Coming to the issue of the hospital acquired infections, she said the recorded rate of hospital acquired infections in the hospital is 1.38% on average in the last twelve-month. 

She said there is a functional infection control process in the facility. The scheduled multidisciplinary meeting between Infection Prevention Control Unit and the management of Rahima Moosa Mother and Child Hospital sits monthly to look at any issues in this area.

Kekana further explained that the main challenge with access to 24-hour laboratory services, the hospital relies on the neighbouring Helen Joseph Hospital for this service. This is compounded by the impact of the Charlotte Maxeke hospital situation. She said the department is considering options to further address this challenge.


As already stated by Kekana, the number of deliveries at the Rahima Moosa Mother and Child Hospital has doubled over the years thus impacting on the need of additional essential supplies. 

“This situation has been exacerbated by the situation at Charlotte Maxeke Johannesburg Academic Hospital where remedial work is currently under way. To mitigate the issue of stock availability there is a formal working agreement with neighbouring facilities to augment each other’s capacity. The appointment of a dedicated stock controller has been finalized to assist ward stock rooms in the management of essential supplies stock levels,”

said Kekana.

 Withe regards to the CT scan at the hospital not working, as part of ensuring uninterrupted healthcare provision RMMCH has made contingency plans for its patients that need services requiring the use of a CT scan, whilst the process to fix the machine is underway, explained Kekana. 

She further said that patients are referred and transported to nearby facilities which

include the Nelson Mandela Children’s Hospital and Leratong Hospital. According to her this has ensured minimal delays in patients needing access to the service.


Despite Gauteng Health’s response to the issues at RMMCH, the Democratic Alliance’s Shadow MEC for health, Jack Bloom was not happy with the response. 

He said it was a weak response to the heartfelt plea by Dr De Maayer. 

Dr De Maayer describes how “things are falling apart”, and children are dying because of basic services not being available.

“I challenged Gauteng Health MEC Nomathemba Mokgethi in the health budget debate in the Gauteng Legislature to admit that there is a full-scale crisis, rather than “pressures” as she has said in a recent interview.

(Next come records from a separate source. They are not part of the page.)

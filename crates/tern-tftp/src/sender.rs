//! Read-request engine: the server pushes DATA, the client acknowledges

use tracing::{debug, info, warn};

use crate::error::{Result, TftpError};
use crate::packet::{BLOCK_SIZE, Packet};
use crate::pipe::PipeReader;
use crate::session::{SessionConfig, TransferSocket, TransferStats};

pub struct Sender {
    socket: TransferSocket,
    reader: PipeReader,
    config: SessionConfig,
    first_block: u16,
}

impl Sender {
    pub fn new(socket: TransferSocket, reader: PipeReader, config: SessionConfig) -> Self {
        Self {
            socket,
            reader,
            config,
            first_block: 1,
        }
    }

    #[cfg(test)]
    fn starting_at(mut self, block: u16) -> Self {
        self.first_block = block;
        self
    }

    /// Run the transfer to completion.
    ///
    /// An aborted transfer closes the pipe with the abort reason so the
    /// handler stops producing; the socket is dropped with `self` either way.
    pub async fn run(self) -> Result<TransferStats> {
        let Sender {
            mut socket,
            mut reader,
            config,
            first_block,
        } = self;

        match send(&mut socket, &mut reader, &config, first_block).await {
            Ok(stats) => {
                info!(blocks = stats.blocks, bytes = stats.bytes, "Read transfer complete");
                Ok(stats)
            }
            Err(e) => {
                warn!("Read transfer aborted: {}", e);
                socket.send_abort(&e).await;
                reader.close_with_error(e.to_pipe_error());
                Err(e)
            }
        }
    }
}

async fn send(
    socket: &mut TransferSocket,
    reader: &mut PipeReader,
    config: &SessionConfig,
    first_block: u16,
) -> Result<TransferStats> {
    let mut stats = TransferStats::default();
    let mut block = first_block;

    loop {
        // Exactly 512 bytes unless the handler closed; a file that is a
        // multiple of 512 therefore ends with an empty block.
        let chunk = reader.read_block(BLOCK_SIZE).await?;
        let len = chunk.len();

        // Encoded once: retransmissions resend these bytes, never re-read the pipe
        let datagram = Packet::Data {
            block,
            payload: chunk,
        }
        .encode();
        socket.send_raw(&datagram).await?;

        wait_for_ack(socket, block, &datagram, config).await?;

        stats.blocks += 1;
        stats.bytes += len as u64;

        // RFC 1350: a block shorter than 512 bytes ends the transfer
        if len < BLOCK_SIZE {
            return Ok(stats);
        }

        // RFC 1350: Block numbers wrap around after 65535
        block = block.wrapping_add(1);
    }
}

async fn wait_for_ack(
    socket: &mut TransferSocket,
    block: u16,
    datagram: &[u8],
    config: &SessionConfig,
) -> Result<()> {
    let mut retries = 0;
    let mut deadline = config.deadline();

    loop {
        match socket.recv_until(deadline).await? {
            None => {
                if retries >= config.max_retries {
                    return Err(TftpError::Timeout { block, retries });
                }
                retries += 1;
                debug!(block, retries, "Timeout waiting for ACK, retransmitting DATA");
                socket.send_raw(datagram).await?;
                deadline = config.deadline();
            }
            Some(Packet::Ack { block: acked }) if acked == block => return Ok(()),
            Some(Packet::Ack { block: acked }) if is_earlier(acked, block) => {
                // Stale or duplicate ACK; keep the current deadline
                debug!(acked, block, "Ignoring stale ACK");
            }
            Some(Packet::Ack { block: acked }) => {
                return Err(TftpError::ProtocolViolation(format!(
                    "ACK for block {} which was never sent (current {})",
                    acked, block
                )));
            }
            Some(Packet::Error { code, message }) => {
                return Err(TftpError::PeerError { code, message });
            }
            Some(other) => {
                return Err(TftpError::ProtocolViolation(format!(
                    "Unexpected {:?} packet during read transfer",
                    other.opcode()
                )));
            }
        }
    }
}

/// Whether `acked` precedes `current` in modulo-65536 block order.
fn is_earlier(acked: u16, current: u16) -> bool {
    let distance = current.wrapping_sub(acked);
    distance != 0 && distance < 0x8000
}

#[cfg(test)]
mod tests {
    use super::*;
    use crate::packet::ErrorCode;
    use crate::pipe::{PipeError, PipeWriter, pipe};
    use bytes::Bytes;
    use std::net::SocketAddr;
    use std::time::Duration;
    use tokio::net::UdpSocket;
    use tokio::task::JoinHandle;

    struct Harness {
        client: UdpSocket,
        server: SocketAddr,
        engine: JoinHandle<Result<TransferStats>>,
        writer: PipeWriter,
    }

    async fn start(config: SessionConfig) -> Harness {
        start_at(config, 1).await
    }

    async fn start_at(config: SessionConfig, first_block: u16) -> Harness {
        let client = UdpSocket::bind("127.0.0.1:0").await.unwrap();
        let socket = TransferSocket::bind("127.0.0.1".parse().unwrap(), client.local_addr().unwrap())
            .await
            .unwrap();
        let server = socket.local_addr().unwrap();
        let (writer, reader) = pipe();
        let engine = tokio::spawn(
            Sender::new(socket, reader, config)
                .starting_at(first_block)
                .run(),
        );
        Harness {
            client,
            server,
            engine,
            writer,
        }
    }

    async fn recv_raw(client: &UdpSocket) -> Vec<u8> {
        let mut buf = [0u8; 1024];
        let (n, _) = tokio::time::timeout(Duration::from_secs(5), client.recv_from(&mut buf))
            .await
            .expect("no packet from server")
            .unwrap();
        buf[..n].to_vec()
    }

    async fn recv_data(client: &UdpSocket) -> (u16, Bytes) {
        match Packet::decode(&recv_raw(client).await).unwrap() {
            Packet::Data { block, payload } => (block, payload),
            other => panic!("expected DATA, got {:?}", other),
        }
    }

    async fn ack(client: &UdpSocket, server: SocketAddr, block: u16) {
        client
            .send_to(&Packet::Ack { block }.encode(), server)
            .await
            .unwrap();
    }

    fn produce(mut writer: PipeWriter, data: Vec<u8>) -> JoinHandle<()> {
        tokio::spawn(async move {
            writer.write(data).await.unwrap();
            let _ = writer.close().await;
        })
    }

    #[test]
    fn block_order_wraps() {
        assert!(is_earlier(1, 2));
        assert!(is_earlier(65535, 0));
        assert!(!is_earlier(2, 2));
        assert!(!is_earlier(3, 2));
        assert!(!is_earlier(0, 65535));
    }

    #[tokio::test]
    async fn fragments_stream_into_blocks() {
        let Harness {
            client,
            server,
            engine,
            writer,
        } = start(SessionConfig::default()).await;
        produce(writer, vec![9u8; 1000]);

        let (block, payload) = recv_data(&client).await;
        assert_eq!((block, payload.len()), (1, 512));
        ack(&client, server, 1).await;

        let (block, payload) = recv_data(&client).await;
        assert_eq!((block, payload.len()), (2, 488));
        ack(&client, server, 2).await;

        assert_eq!(
            engine.await.unwrap().unwrap(),
            TransferStats { blocks: 2, bytes: 1000 }
        );
    }

    #[tokio::test]
    async fn exact_multiple_of_block_size_ends_with_empty_block() {
        let Harness {
            client,
            server,
            engine,
            writer,
        } = start(SessionConfig::default()).await;
        produce(writer, vec![1u8; 1024]);

        for expected in 1..=2u16 {
            let (block, payload) = recv_data(&client).await;
            assert_eq!((block, payload.len()), (expected, 512));
            ack(&client, server, block).await;
        }

        let (block, payload) = recv_data(&client).await;
        assert_eq!(block, 3);
        assert!(payload.is_empty());
        ack(&client, server, 3).await;

        assert_eq!(engine.await.unwrap().unwrap().blocks, 3);
    }

    #[tokio::test]
    async fn empty_stream_sends_single_empty_block() {
        let Harness {
            client,
            server,
            engine,
            writer,
        } = start(SessionConfig::default()).await;
        tokio::spawn(writer.close());

        let (block, payload) = recv_data(&client).await;
        assert_eq!(block, 1);
        assert!(payload.is_empty());
        ack(&client, server, 1).await;

        assert_eq!(engine.await.unwrap().unwrap(), TransferStats { blocks: 1, bytes: 0 });
    }

    #[tokio::test]
    async fn block_numbers_wrap_past_65535() {
        let Harness {
            client,
            server,
            engine,
            writer,
        } = start_at(SessionConfig::default(), 65535).await;
        produce(writer, vec![4u8; 1100]);

        let (block, payload) = recv_data(&client).await;
        assert_eq!((block, payload.len()), (65535, 512));
        ack(&client, server, 65535).await;

        let (block, payload) = recv_data(&client).await;
        assert_eq!((block, payload.len()), (0, 512));
        // 65535 precedes 0, so this is stale rather than a future ACK
        ack(&client, server, 65535).await;
        ack(&client, server, 0).await;

        let (block, payload) = recv_data(&client).await;
        assert_eq!((block, payload.len()), (1, 76));
        ack(&client, server, 1).await;

        assert_eq!(
            engine.await.unwrap().unwrap(),
            TransferStats { blocks: 3, bytes: 1100 }
        );
    }

    #[tokio::test]
    async fn producer_close_reports_transfer_outcome() {
        let Harness {
            client,
            server,
            engine,
            mut writer,
        } = start(SessionConfig::default()).await;
        let producer = tokio::spawn(async move {
            writer.write(vec![2u8; 30]).await.unwrap();
            writer.close().await
        });

        let (block, _) = recv_data(&client).await;
        ack(&client, server, block).await;

        engine.await.unwrap().unwrap();
        assert_eq!(producer.await.unwrap(), Ok(()));
    }

    #[tokio::test]
    async fn retransmits_identical_bytes_on_timeout() {
        for config in [
            SessionConfig::new(Duration::from_millis(50), 1),
            SessionConfig::new(Duration::from_millis(100), 3),
        ] {
            let Harness {
                client,
                server,
                engine,
                mut writer,
            } = start(config).await;
            tokio::spawn(async move {
                writer.write(vec![0xA5u8; 512]).await.unwrap();
                writer.write(vec![0x5Au8; 20]).await.unwrap();
                let _ = writer.close().await;
            });

            let first = recv_raw(&client).await;
            let again = recv_raw(&client).await;
            assert_eq!(first, again);
            ack(&client, server, 1).await;

            // The next block comes from the second chunk, not a re-read of the first
            let (block, payload) = recv_data(&client).await;
            assert_eq!(block, 2);
            assert_eq!(&payload[..], &[0x5Au8; 20][..]);
            ack(&client, server, 2).await;

            engine.await.unwrap().unwrap();
        }
    }

    #[tokio::test]
    async fn stale_acks_do_not_reset_the_timer() {
        let config = SessionConfig::new(Duration::from_millis(200), 0);
        let Harness {
            client,
            server,
            engine,
            writer,
        } = start(config).await;
        produce(writer, vec![3u8; 600]);

        recv_data(&client).await;
        ack(&client, server, 1).await;
        recv_data(&client).await;

        // Keep sending stale ACKs; the session must still time out on schedule.
        let flood = tokio::spawn(async move {
            for _ in 0..20 {
                ack(&client, server, 1).await;
                tokio::time::sleep(Duration::from_millis(25)).await;
            }
        });

        let outcome = tokio::time::timeout(Duration::from_millis(400), engine)
            .await
            .expect("stale ACKs kept the session alive");
        assert!(matches!(
            outcome.unwrap(),
            Err(TftpError::Timeout { block: 2, retries: 0 })
        ));
        flood.abort();
    }

    #[tokio::test]
    async fn retry_budget_exhaustion_closes_stream_with_timeout() {
        for config in [
            SessionConfig::new(Duration::from_millis(50), 1),
            SessionConfig::new(Duration::from_millis(100), 3),
        ] {
            let Harness {
                client,
                engine,
                mut writer,
                ..
            } = start(config).await;
            let producer = tokio::spawn(async move {
                writer.write(vec![0u8; 512]).await.unwrap();
                // Blocks until the session gives up and closes its end
                writer.write(vec![0u8; 512]).await.unwrap();
                writer.write(vec![0u8; 512]).await
            });

            for _ in 0..=config.max_retries {
                assert_eq!(recv_data(&client).await.0, 1);
            }

            match engine.await.unwrap() {
                Err(TftpError::Timeout { block, retries }) => {
                    assert_eq!(block, 1);
                    assert_eq!(retries, config.max_retries);
                }
                other => panic!("expected timeout, got {:?}", other),
            }
            let err = producer.await.unwrap().unwrap_err();
            assert!(err.message().contains("Timed out"));
        }
    }

    #[tokio::test]
    async fn handler_error_becomes_error_packet() {
        let Harness {
            client,
            engine,
            writer,
            ..
        } = start(SessionConfig::default()).await;
        writer
            .close_with_error(PipeError::new(ErrorCode::FileNotFound, "File not found: x.bin"))
            .await;

        assert_eq!(
            Packet::decode(&recv_raw(&client).await).unwrap(),
            Packet::error(ErrorCode::FileNotFound, "File not found: x.bin")
        );
        assert!(matches!(
            engine.await.unwrap(),
            Err(TftpError::HandlerFailure(_))
        ));
    }

    #[tokio::test]
    async fn peer_error_aborts_and_closes_stream() {
        let Harness {
            client,
            server,
            engine,
            mut writer,
        } = start(SessionConfig::default()).await;
        let producer = tokio::spawn(async move {
            writer.write(vec![0u8; 512]).await.unwrap();
            writer.write(vec![0u8; 512]).await.unwrap();
            writer.write(vec![0u8; 512]).await
        });

        recv_data(&client).await;
        client
            .send_to(
                &Packet::error(ErrorCode::DiskFull, "client disk full").encode(),
                server,
            )
            .await
            .unwrap();

        assert!(matches!(
            engine.await.unwrap(),
            Err(TftpError::PeerError { .. })
        ));
        let err = producer.await.unwrap().unwrap_err();
        assert_eq!(err.code(), ErrorCode::DiskFull);
        assert_eq!(err.message(), "client disk full");
    }
}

“But her response was only more of the same that we have heard before, that the department is responding and issues are being addressed,” 

said Bloom.

Although the department had given a reason why the CT scan at Rahima Moosa Mother and Child Hospital is not working, Bloom said when he asked the health MEC as to when the CT Scanner would be fixed she could not give him a firm date.

Meanwhile, Dr De Maayer describes how a child needed an urgent brain scan but had to wait 48 hours before it could be done at the Nelson Mandela Childrens Hospital.

“The key issue is why there wasn’t a continuous maintenance contract for the scanner and a plan to replace it when it predictably broke down after being used for a normal lifespan.

“This is a problem at other public hospitals in Gauteng where vital machinery breaks down all the time and patients’ lives are put at risk,”

said Bloom.

Bloom said the first step in addressing a crisis is to admit that there is a crisis and that Dr De Maayer is correct to say that “things are falling apart”.